When Ross was growing up in Ōtautahi/Christchurch in  the ’60s and ’70s, the DIY brigade was in full swing. Without the shackles of governmental red tape, people got stuck in. “Many’s the weekend my father and I would be off to friends’ [places] to help pour the foundations for a house,” says Ross.  So the young boy developed a practical eye, but also enjoyed a childhood enriched by design. Not only did Ross live in a 1950s mid-century house, he was also at school with  late architect Maurice Mahoney’s son and daughters.
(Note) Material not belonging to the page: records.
#[cfg(test)]
mod tests {
    use super::*;

    #[test]
    fn test_said_qb64_roundtrip() {
        let said = Said::derive(DigestAlg::Blake3_256, b"hello world");
        let text = said.qb64();
        assert_eq!(text.len(), Said::QB64_SIZE);
        assert!(text.starts_with('E'));

        let back = Said::from_qb64(&text).unwrap();
        assert_eq!(back, said);
        assert_eq!(back.qb64(), text);
    }

    #[test]
    fn test_said_sha2_code() {
        let said = Said::derive(DigestAlg::Sha2_256, b"hello world");
        assert!(said.qb64().starts_with('I'));
        assert_eq!(said.alg(), DigestAlg::Sha2_256);
    }

    #[test]
    fn test_said_hex_fingerprint() {
        let said = Said::from_raw(DigestAlg::Blake3_256, [0xab; 32]);
        assert_eq!(said.to_hex(), "ab".repeat(32));
    }

    #[test]
    fn test_said_literal_token() {
        // All-zero raw digest encodes as the code followed by 43 'A's.
        let text = format!("E{}", "A".repeat(43));
        let said = Said::from_qb64(&text).unwrap();
        assert_eq!(said.as_bytes(), &[0u8; 32]);
        assert_eq!(said.qb64(), text);
    }

    #[test]
    fn test_said_take_leaves_trailing_bytes() {
        let said = Said::derive(DigestAlg::Blake3_256, b"x");
        let mut buf = said.qb64().into_bytes();
        buf.extend_from_slice(b"trailing");
        let (back, consumed) = Said::take(&buf).unwrap();
        assert_eq!(back, said);
        assert_eq!(consumed, Said::QB64_SIZE);
    }

    #[test]
    fn test_short_token_is_error_not_panic() {
        let said = Said::derive(DigestAlg::Blake3_256, b"x");
        let text = said.qb64();
        let err = Said::from_qb64(&text[..20]).unwrap_err();
        assert!(matches!(err, CoreError::ShortToken { need: 44, have: 20, .. }));
    }

    #[test]
    fn test_unknown_code_is_error() {
        let text = format!("Z{}", "A".repeat(43));
        assert!(matches!(
            Said::from_qb64(&text).unwrap_err(),
            CoreError::UnknownCode(_)
        ));
    }

    #[test]
    fn test_nonzero_pad_bits_rejected() {
        // 'Q' in the first body position puts non-zero bits in the pad byte.
        let text = format!("EQ{}", "A".repeat(42));
        assert!(matches!(
            Said::from_qb64(&text).unwrap_err(),
            CoreError::MalformedToken(_)
        ));
    }

    #[test]
    fn test_public_key_roundtrip() {
        let keypair = Keypair::from_seed(&[0x42; 32]);
        let pk = keypair.public_key();
        let text = pk.qb64();
        assert_eq!(text.len(), PublicKey::QB64_SIZE);
        assert!(text.starts_with('D'));
        assert_eq!(PublicKey::from_qb64(&text).unwrap(), pk);
    }

    #[test]
    fn test_non_transferable_key_code() {
        let keypair = Keypair::from_seed(&[0x42; 32]);
        let pk = PublicKey::non_transferable(*keypair.public_key().as_bytes());
        assert!(pk.qb64().starts_with('B'));
        assert_eq!(PublicKey::from_qb64(&pk.qb64()).unwrap().code(), KeyCode::Ed25519N);
    }

    #[test]
    fn test_signature_roundtrip() {
        let keypair = Keypair::from_seed(&[0x07; 32]);
        let sig = keypair.sign(b"message");
        let text = sig.qb64();
        assert_eq!(text.len(), Signature::QB64_SIZE);
        assert!(text.starts_with("0B"));
        assert_eq!(Signature::from_qb64(&text).unwrap(), sig);
    }

    #[test]
    fn test_sign_verify() {
        let keypair = Keypair::generate();
        let sig = keypair.sign(b"payload");
        assert!(keypair.public_key().verify(b"payload", &sig));
        assert!(!keypair.public_key().verify(b"payloaD", &sig));
    }

    #[test]
    fn test_keypair_deterministic_from_seed() {
        let kp1 = Keypair::from_seed(&[0x01; 32]);
        let kp2 = Keypair::from_seed(&[0x01; 32]);
        assert_eq!(kp1.public_key(), kp2.public_key());
    }

    #[test]
    fn test_serde_as_qb64_string() {
        let said = Said::derive(DigestAlg::Blake3_256, b"doc");
        let json = serde_json::to_string(&said).unwrap();
        assert_eq!(json, format!("\"{}\"", said.qb64()));
        let back: Said = serde_json::from_str(&json).unwrap();
        assert_eq!(back, said);
    }

    #[test]
    fn test_trailing_chars_rejected_for_exact_parse() {
        let said = Said::derive(DigestAlg::Blake3_256, b"x");
        let text = format!("{}A", said.qb64());
        assert!(matches!(
            Said::from_qb64(&text).unwrap_err(),
            CoreError::MalformedToken(_)
        ));
    }
}
impl Sad {
    /// Build a document from a field map.
    ///
    /// An empty or missing digest field is computed and filled (Blake3-256
    /// here; see [`Sad::from_map_with`]); a non-empty one is kept as a claim
    /// for [`Sad::verify`] to check later. The map's `v` field, when
    /// present, selects the protocol and serialization kind and must come
    /// first; without one the document serializes as JSON and carries no
    /// version marker. A map with neither `d` nor `$id` gets an empty `d`
    /// appended.
    pub fn from_map(fields: Map<String, Value>) -> Result<Self> {
        Self::from_map_with(fields, DigestAlg::Blake3_256)
    }

    /// Like [`Sad::from_map`] with an explicit digest algorithm.
    pub fn from_map_with(mut fields: Map<String, Value>, alg: DigestAlg) -> Result<Self> {
        let label = if fields.contains_key(SCHEMA_LABEL) {
            SCHEMA_LABEL
        } else {
            DEFAULT_LABEL
        };
        let has_claim = fields
            .get(label)
            .and_then(Value::as_str)
            .is_some_and(|s| !s.is_empty());
        if !has_claim {
            fields.insert(label.to_string(), Value::String(String::new()));
        }

        let template = match fields.get("v") {
            Some(Value::String(text)) => {
                if fields.keys().next().map(String::as_str) != Some("v") {
                    return Err(CoreError::MalformedVersion(
                        "version field is not first".to_string(),
                    ));
                }
                Some(Versage::parse(text)?)
            }
            Some(_) => {
                return Err(CoreError::NonStringField {
                    field: "v".to_string(),
                })
            }
            None => None,
        };

        let (versage, kind) = match template {
            Some(t) => {
                fields.insert(
                    "v".to_string(),
                    Value::String(Versage::new(t.proto, t.kind, 0).render()),
                );
                let len0 = serialize_map(&fields, t.kind)?.len();
                // The marker is a constant 17 chars, so patching the size in
                // never changes the length. Filling a blank digest does: 44
                // chars for JSON, 45 for CBOR (the 44-char text needs a
                // two-byte header where the empty string needs one).
                let grow = if has_claim {
                    0
                } else {
                    match t.kind {
                        SerialKind::Json => Said::QB64_SIZE,
                        SerialKind::Cbor => Said::QB64_SIZE + 1,
                    }
                };
                let size = len0 + grow;
                if size > MAX_DECLARED_SIZE {
                    return Err(CoreError::MalformedVersion(format!(
                        "document size {size} exceeds marker capacity"
                    )));
                }
                let versage = Versage::new(t.proto, t.kind, size);
                fields.insert("v".to_string(), Value::String(versage.render()));
                (Some(versage), t.kind)
            }
            None => (None, SerialKind::Json),
        };

        if !has_claim {
            let digest_input = serialize_map(&fields, kind)?;
            let said = Said::derive(alg, &digest_input);
            fields.insert(label.to_string(), Value::String(said.qb64()));
        }

        let raw = serialize_map(&fields, kind)?;
        if let Some(v) = &versage {
            if raw.len() != v.size {
                return Err(CoreError::SizeMismatch {
                    declared: v.size,
                    actual: raw.len(),
                });
            }
        }
        Ok(Self {
            fields,
            raw: Bytes::from(raw),
            versage,
            kind,
            label,
        })
    }

    /// Decode a document from serialized bytes, trying strict framing first
    /// and falling back to the lenient marker sniff.
    pub fn from_raw(raw: &[u8]) -> Result<Self> {
        match Self::from_raw_strict(raw) {
            Ok(sad) => Ok(sad),
            Err(strict_err) => {
                tracing::debug!(error = %strict_err, "strict decode failed, trying lenient");
                Self::from_raw_lenient(raw)
            }
        }
    }

    /// Decode a document whose version field leads and names a known
    /// protocol. Consumes exactly the declared size; trailing bytes are left
    /// for the caller.
    pub fn from_raw_strict(raw: &[u8]) -> Result<Self> {
        let versage = Versage::peel(raw)?;
        if versage.size > raw.len() {
            return Err(CoreError::ShortStream {
                need: versage.size,
                have: raw.len(),
            });
        }
        let body = &raw[..versage.size];
        let fields = deserialize_map(body, versage.kind)?;
        let label = if fields.contains_key(SCHEMA_LABEL) {
            SCHEMA_LABEL
        } else {
            DEFAULT_LABEL
        };
        Ok(Self {
            fields,
            raw: Bytes::copy_from_slice(body),
            versage: Some(versage),
            kind: versage.kind,
            label,
        })
    }

    /// Decode a document by scanning for a version-marker-shaped pattern
    /// anywhere in the head of the input. The protocol tag is not checked,
    /// so the result carries no versage; callers treat it as a generic data
    /// record.
    pub fn from_raw_lenient(raw: &[u8]) -> Result<Self> {
        let hit = version::sniff(raw)?;
        if hit.size > raw.len() {
            return Err(CoreError::ShortStream {
                need: hit.size,
                have: raw.len(),
            });
        }
        let body = &raw[..hit.size];
        let fields = deserialize_map(body, hit.kind)?;
        let label = if fields.contains_key(SCHEMA_LABEL) {
            SCHEMA_LABEL
        } else {
            DEFAULT_LABEL
        };
        Ok(Self {
            fields,
            raw: Bytes::copy_from_slice(body),
            versage: None,
            kind: hit.kind,
            label,
        })
    }

    /// Recompute the digest and compare it to the stored one.
    ///
    /// The algorithm is the one named by the stored digest's own derivation
    /// code. Returns false for a missing or malformed digest field.
    pub fn verify(&self) -> bool {
        let Some(said) = self.said() else {
            return false;
        };
        let mut blanked = self.fields.clone();
        blanked.insert(self.label.to_string(), Value::String(String::new()));
        let Ok(digest_input) = serialize_map(&blanked, self.kind) else {
            return false;
        };
        Said::derive(said.alg(), &digest_input) == said
    }

    /// The stored digest, if the digest field holds a valid token.
    pub fn said(&self) -> Option<Said> {
        let text = self.fields.get(self.label)?.as_str()?;
        Said::from_qb64(text).ok()
    }

    /// Canonical serialized bytes.
    pub fn raw(&self) -> &[u8] {
        &self.raw
    }

    /// Serialized size in bytes.
    pub fn size(&self) -> usize {
        self.raw.len()
    }

    pub fn data(&self) -> &Map<String, Value> {
        &self.fields
    }

    /// Look up a top-level field.
    pub fn get(&self, name: &str) -> Option<&Value> {
        self.fields.get(name)
    }

    /// Look up a top-level string field.
    pub fn get_str(&self, name: &str) -> Option<&str> {
        self.fields.get(name)?.as_str()
    }

    pub fn versage(&self) -> Option<&Versage> {
        self.versage.as_ref()
    }

    pub fn kind(&self) -> SerialKind {
        self.kind
    }

    /// Which field carries the digest (`d` or `$id`).
    pub fn label(&self) -> &'static str {
        self.label
    }

    /// Render the field map as compact JSON, whatever the wire kind.
    pub fn to_json(&self) -> Result<String> {
        Ok(serde_json::to_string(&self.fields)?)
    }

    pub fn to_json_pretty(&self) -> Result<String> {
        Ok(serde_json::to_string_pretty(&self.fields)?)
    }

    /// Sign the canonical bytes.
    pub fn sign(&self, keypair: &Keypair) -> Signature {
        keypair.sign(&self.raw)
    }

    /// Verify a signature over the canonical bytes.
    pub fn verify_signature(&self, key: &PublicKey, signature: &Signature) -> bool {
        key.verify(&self.raw, signature)
    }
}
He  recalls that “they’d turn up with stories about the town  hall, one of my all-time favourite builds.”

TOP A couple of 1960s armchairs by Italian design duo Afra and Tobia Scarpa for B&B Italia sit with a Mexico sofa by Arne Norell in the lounge. The New Zealand-made vase just visible on top of the 19th-century Japanese drawers was a junk-shop find. ABOVE Above the Cidonio dining table by Antonia Astori for Driade and DSX chairs by Charles and Ray Eames for Herman Miller hangs an AJ pendant by Arne Jacobsen for Louis Poulsen that was originally designed for the SAS Royal Hotel in Copenhagen in 1957. The large decorative clam shell by Arthur Court was a fleamarket score in San Francisco.
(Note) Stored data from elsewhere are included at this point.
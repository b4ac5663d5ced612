//! Certificate and acknowledgment file bodies.
//!
//! These are plain JSON documents that embed one serialized event alongside
//! auxiliary metadata, the shape exchanged as files between parties rather
//! than streamed. The embedded event is carried verbatim as text, so it must
//! be JSON-kind; its digest and any detached signatures are checked on
//! `verify`.

use serde::{Deserialize, Serialize};
use serde_json::Value;

use cesr_kernel_core::stream::{unpack_as, ItemKind, StreamItem};
use cesr_kernel_core::{Event, PublicKey, Signature};

use crate::error::{KernelError, Result};

/// A certificate file body: an issuer's event plus the certified content.
#[derive(Debug, Clone, PartialEq, Serialize, Deserialize)]
pub struct Certificate {
    /// Digest of the embedded event, qb64.
    pub event_said: String,
    /// Identifier of the issuer.
    pub issuer_aid: String,
    /// The certified content, opaque to the kernel.
    pub certificate: Value,
    /// The embedded event, serialized exactly as streamed.
    pub signed_event_raw: String,
    /// Detached signatures over the embedded event bytes, qb64.
    pub signatures: Vec<String>,
}

impl Certificate {
    /// Build a certificate body around an event.
    pub fn new(
        event: &Event,
        issuer_aid: &str,
        certificate: Value,
        signatures: Vec<Signature>,
    ) -> Result<Self> {
        let event_said = event
            .said()
            .ok_or_else(|| KernelError::IntegrityFailure("event has no digest".to_string()))?;
        let signed_event_raw = String::from_utf8(event.sad().raw().to_vec()).map_err(|_| {
            KernelError::IntegrityFailure("embedded event must be JSON-kind".to_string())
        })?;
        Ok(Self {
            event_said: event_said.qb64(),
            issuer_aid: issuer_aid.to_string(),
            certificate,
            signed_event_raw,
            signatures: signatures.iter().map(Signature::qb64).collect(),
        })
    }

    pub fn from_json(text: &str) -> Result<Self> {
        Ok(serde_json::from_str(text)?)
    }

    pub fn to_json(&self) -> Result<String> {
        Ok(serde_json::to_string_pretty(self)?)
    }

    /// Check the embedded event: it must decode as an event, satisfy its own
    /// digest, and match `event_said`. With a key, every detached signature
    /// must also verify over the embedded bytes.
    pub fn verify(&self, key: Option<&PublicKey>) -> Result<Event> {
        verify_embedded(
            &self.signed_event_raw,
            &self.event_said,
            &self.signatures,
            key,
        )
    }
}

/// An acknowledgment file body: a counterparty's event answering a
/// certificate.
#[derive(Debug, Clone, PartialEq, Serialize, Deserialize)]
pub struct Acknowledgment {
    /// Digest of the embedded event, qb64.
    pub event_said: String,
    /// Digest of the certificate's event being acknowledged, qb64.
    pub certificate_said: String,
    /// Identifier of the acknowledging party.
    pub acker_aid: String,
    /// The embedded event, serialized exactly as streamed.
    pub signed_event_raw: String,
    /// Detached signatures over the embedded event bytes, qb64.
    pub signatures: Vec<String>,
}

impl Acknowledgment {
    /// Build an acknowledgment body around an event.
    pub fn new(
        event: &Event,
        certificate: &Certificate,
        acker_aid: &str,
        signatures: Vec<Signature>,
    ) -> Result<Self> {
        let event_said = event
            .said()
            .ok_or_else(|| KernelError::IntegrityFailure("event has no digest".to_string()))?;
        let signed_event_raw = String::from_utf8(event.sad().raw().to_vec()).map_err(|_| {
            KernelError::IntegrityFailure("embedded event must be JSON-kind".to_string())
        })?;
        Ok(Self {
            event_said: event_said.qb64(),
            certificate_said: certificate.event_said.clone(),
            acker_aid: acker_aid.to_string(),
            signed_event_raw,
            signatures: signatures.iter().map(Signature::qb64).collect(),
        })
    }

    pub fn from_json(text: &str) -> Result<Self> {
        Ok(serde_json::from_str(text)?)
    }

    pub fn to_json(&self) -> Result<String> {
        Ok(serde_json::to_string_pretty(self)?)
    }

    /// Check the embedded event, as [`Certificate::verify`] does.
    pub fn verify(&self, key: Option<&PublicKey>) -> Result<Event> {
        verify_embedded(
            &self.signed_event_raw,
            &self.event_said,
            &self.signatures,
            key,
        )
    }
}

fn verify_embedded(
    raw: &str,
    declared_said: &str,
    signatures: &[String],
    key: Option<&PublicKey>,
) -> Result<Event> {
    let (item, consumed) = unpack_as(raw.as_bytes(), ItemKind::Message)?;
    if consumed != raw.len() {
        return Err(KernelError::IntegrityFailure(format!(
            "{} trailing bytes after embedded event",
            raw.len() - consumed
        )));
    }
    let StreamItem::Event(event) = item else {
        return Err(KernelError::EmbeddedNotEvent);
    };

    if !event.sad().verify() {
        return Err(KernelError::IntegrityFailure(
            "embedded event fails its own digest".to_string(),
        ));
    }
    let computed = event
        .said()
        .ok_or_else(|| KernelError::IntegrityFailure("event has no digest".to_string()))?;
    if computed.qb64() != declared_said {
        return Err(KernelError::SaidMismatch {
            declared: declared_said.to_string(),
            computed: computed.qb64(),
        });
    }

    if let Some(key) = key {
        for text in signatures {
            let signature = Signature::from_qb64(text).map_err(KernelError::Core)?;
            if !event.sad().verify_signature(key, &signature) {
                return Err(KernelError::IntegrityFailure(format!(
                    "signature {} does not verify",
                    &text[..12.min(text.len())]
                )));
            }
        }
    }
    tracing::debug!(said = declared_said, "verified embedded event");
    Ok(event)
}

#[cfg(test)]
mod tests {
    use super::*;
    use cesr_kernel_core::{dispatch, Keypair, Message, Sad};
    use serde_json::json;

    fn make_event(keypair: &Keypair) -> Event {
        let Value::Object(map) = json!({
            "v": "KERI10JSON000000_",
            "t": "icp",
            "d": "",
            "i": keypair.public_key().qb64(),
            "s": "0",
            "k": [keypair.public_key().qb64()],
        }) else {
            unreachable!()
        };
        let Message::Event(event) = dispatch(Sad::from_map(map).unwrap()) else {
            unreachable!()
        };
        event
    }

    #[test]
    fn test_certificate_roundtrip_and_verify() {
        let keypair = Keypair::from_seed(&[0x55; 32]);
        let event = make_event(&keypair);
        let signature = event.sad().sign(&keypair);

        let cert = Certificate::new(
            &event,
            &keypair.public_key().qb64(),
            json!({"kind": "membership", "tier": "gold"}),
            vec![signature],
        )
        .unwrap();

        let text = cert.to_json().unwrap();
        let back = Certificate::from_json(&text).unwrap();
        assert_eq!(back, cert);

        let verified = back.verify(Some(&keypair.public_key())).unwrap();
        assert_eq!(verified.said(), event.said());
    }

    #[test]
    fn test_certificate_verify_without_key_skips_signatures() {
        let keypair = Keypair::from_seed(&[0x55; 32]);
        let event = make_event(&keypair);
        let cert = Certificate::new(
            &event,
            &keypair.public_key().qb64(),
            json!({}),
            vec![],
        )
        .unwrap();
        assert!(cert.verify(None).is_ok());
    }

    #[test]
    fn test_tampered_embedded_event_is_rejected() {
        let keypair = Keypair::from_seed(&[0x55; 32]);
        let event = make_event(&keypair);
        let mut cert =
            Certificate::new(&event, &keypair.public_key().qb64(), json!({}), vec![]).unwrap();
        cert.signed_event_raw = cert.signed_event_raw.replace("\"s\":\"0\"", "\"s\":\"1\"");
        assert!(matches!(
            cert.verify(None),
            Err(KernelError::IntegrityFailure(_))
        ));
    }

    #[test]
    fn test_declared_said_mismatch() {
        let keypair = Keypair::from_seed(&[0x55; 32]);
        let event = make_event(&keypair);
        let mut cert =
            Certificate::new(&event, &keypair.public_key().qb64(), json!({}), vec![]).unwrap();
        cert.event_said = format!("E{}", "A".repeat(43));
        assert!(matches!(
            cert.verify(None),
            Err(KernelError::SaidMismatch { .. })
        ));
    }

    #[test]
    fn test_wrong_key_fails_signature_check() {
        let keypair = Keypair::from_seed(&[0x55; 32]);
        let event = make_event(&keypair);
        let signature = event.sad().sign(&keypair);
        let cert = Certificate::new(
            &event,
            &keypair.public_key().qb64(),
            json!({}),
            vec![signature],
        )
        .unwrap();

        let other = Keypair::from_seed(&[0x66; 32]);
        assert!(matches!(
            cert.verify(Some(&other.public_key())),
            Err(KernelError::IntegrityFailure(_))
        ));
    }

    #[test]
    fn test_acknowledgment_links_certificate() {
        let issuer = Keypair::from_seed(&[0x55; 32]);
        let acker = Keypair::from_seed(&[0x77; 32]);
        let cert_event = make_event(&issuer);
        let cert =
            Certificate::new(&cert_event, &issuer.public_key().qb64(), json!({}), vec![]).unwrap();

        let ack_event = make_event(&acker);
        let signature = ack_event.sad().sign(&acker);
        let ack = Acknowledgment::new(
            &ack_event,
            &cert,
            &acker.public_key().qb64(),
            vec![signature],
        )
        .unwrap();
        assert_eq!(ack.certificate_said, cert.event_said);

        let text = ack.to_json().unwrap();
        let back = Acknowledgment::from_json(&text).unwrap();
        assert!(back.verify(Some(&acker.public_key())).is_ok());
    }
}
With a father who was a furniture maker and antiques dealer, the young protégé had a natural pathway into the arena. He stepped into the family business and a career that took him on many covetable journeys: buying trips on which he fossicked through the cool gloom of Japanese farmhouses; a stint in England, where he opened an antique store in Sussex before hopping the channel to full immersion in the Parisian fleamarkets. “There I became interested in the French modernist movement, but when I first moved from selling French antiques into mid-century, people laughed at me. No one wanted to buy the stuff.”
All that, as they say, is history. And Ross, who established  Mr Mod in 2004, selling mid-century design sourced from Europe and the US, was nothing if not prolific. It meant that  20 years ago, when he bought this home at auction, he had more than enough finds stashed away to draw on.
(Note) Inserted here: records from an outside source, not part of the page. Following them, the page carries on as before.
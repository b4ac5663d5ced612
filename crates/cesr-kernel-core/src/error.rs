//! Error types for the CESR Kernel Core.

use thiserror::Error;

/// Core errors that can occur while encoding or decoding stream material.
#[derive(Debug, Error)]
pub enum CoreError {
    #[error("unknown derivation code: {0}")]
    UnknownCode(String),

    #[error("wrong derivation code: {got} is not a {expected} code")]
    WrongCode { expected: &'static str, got: String },

    #[error("short token for code {code}: need {need} chars, have {have}")]
    ShortToken {
        code: String,
        need: usize,
        have: usize,
    },

    #[error("malformed token: {0}")]
    MalformedToken(String),

    #[error("unrecognized cold-start byte: 0x{0:02x}")]
    ColdStart(u8),

    #[error("malformed version marker: {0}")]
    MalformedVersion(String),

    #[error("unknown protocol: {0}")]
    UnknownProtocol(String),

    #[error("unknown serialization kind: {0}")]
    UnknownKind(String),

    #[error("unsupported protocol version: {major}.{minor}")]
    UnsupportedVersion { major: u8, minor: u8 },

    #[error("declared size {declared} does not match actual size {actual}")]
    SizeMismatch { declared: usize, actual: usize },

    #[error("short stream: need {need} bytes, have {have}")]
    ShortStream { need: usize, have: usize },

    #[error("field {field} is not a string")]
    NonStringField { field: String },

    #[error("JSON decoding error: {0}")]
    Json(#[from] serde_json::Error),

    #[error("CBOR decoding error: {0}")]
    Cbor(String),

    #[error("base64 decoding error: {0}")]
    Base64(#[from] base64::DecodeError),
}

/// Result type for core operations.
pub type Result<T> = std::result::Result<T, CoreError>;
//! Proptest strategies for kernel types.

use cesr_kernel_core::{
    DigestAlg, Keypair, PublicKey, Said, Signature, StreamItem,
};
use proptest::prelude::*;

/// Either digest algorithm.
pub fn digest_alg() -> impl Strategy<Value = DigestAlg> {
    prop_oneof![Just(DigestAlg::Blake3_256), Just(DigestAlg::Sha2_256)]
}

/// A digest over arbitrary preimage bytes.
pub fn said() -> impl Strategy<Value = Said> {
    (digest_alg(), proptest::collection::vec(any::<u8>(), 0..64))
        .prop_map(|(alg, data)| Said::derive(alg, &data))
}

/// A keypair from an arbitrary seed.
pub fn keypair() -> impl Strategy<Value = Keypair> {
    any::<[u8; 32]>().prop_map(|seed| Keypair::from_seed(&seed))
}

/// A valid Ed25519 public key, transferable or not.
pub fn public_key() -> impl Strategy<Value = PublicKey> {
    (keypair(), any::<bool>()).prop_map(|(kp, transferable)| {
        let raw = *kp.public_key().as_bytes();
        if transferable {
            PublicKey::transferable(raw)
        } else {
            PublicKey::non_transferable(raw)
        }
    })
}

/// A signature over arbitrary message bytes.
pub fn signature() -> impl Strategy<Value = Signature> {
    (keypair(), proptest::collection::vec(any::<u8>(), 0..64))
        .prop_map(|(kp, message)| kp.sign(&message))
}

/// Any primitive stream item.
pub fn primitive_item() -> impl Strategy<Value = StreamItem> {
    prop_oneof![
        said().prop_map(StreamItem::from),
        public_key().prop_map(StreamItem::from),
        signature().prop_map(StreamItem::from),
    ]
}

/// A short sequence of primitive stream items.
pub fn primitive_items(max: usize) -> impl Strategy<Value = Vec<StreamItem>> {
    proptest::collection::vec(primitive_item(), 0..max)
}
ABOVE The kitchen had already been updated when Ross moved  in but the built-in cabinets and mosaic-tile benchtop are original. “It’s very much like [late New Zealand architect] Myles Warren’s galley kitchens,” says Ross. “I guess Ath took the idea from when he worked at Warren & Mahoney.” Ross has furnished the space with a pair of vintage American bar stools and a balloon dog sculpture by Jeff Koons on the open shelves.
Alerted to the impending sale of this 1968 Athfield dwelling by a real estate agent friend, Ross was instantly intrigued.  “I remember driving past the house as a child when Dad  was taking us to school. I liked it even then.”Originally built for the Jones family, the two-level St Martins home is loosely set up as two pavilions, with a short, linking hallway through the middle. It features an offbeat, asymmetric roofline and is clad in white-painted concrete blocks. Typical  of Athfield thinking, the front door is around the back, while inside, the pitched tongue-and-groove rimu ceilings, terracotta-tile floors and mezzanine loft are emblematic  of what became known as ‘the Christchurch style’.
Having sold his Victorian villa to make the move, Ross bid ferociously against another bidder and secured the sale. When he moved in, it was something of an awakening: “Ath always operated on the extremities of architecture,” he says.
That included exploring the concept of open-plan — fully. “Ath believed in freedom of design; he didn’t see the point  of putting everyone behind doors,” explains Ross, who can appreciate this concept but was still pleased that previous owners had added some sliders to the bedrooms for privacy.

TOP Open-tread stairs lead up to the mezzanine loft bedroom. The chair beneath them is one of a pair of Swedish armchairs designed by Gustav Axel Berg for Bröderna Anderssons. ABOVE In this downstairs nook is a Stool 60 by Alvar Aalto for Artek and an aluminium folding desk used during the Vietnam War by the US Nurse Corps. The painting by Californian artist Clifford Holmes dates back to the 1950s, while the spun pendants throughout the home were designed by Austrian-born architect Ernst Plischke for St Martins Presbyterian Church, 100m up the road.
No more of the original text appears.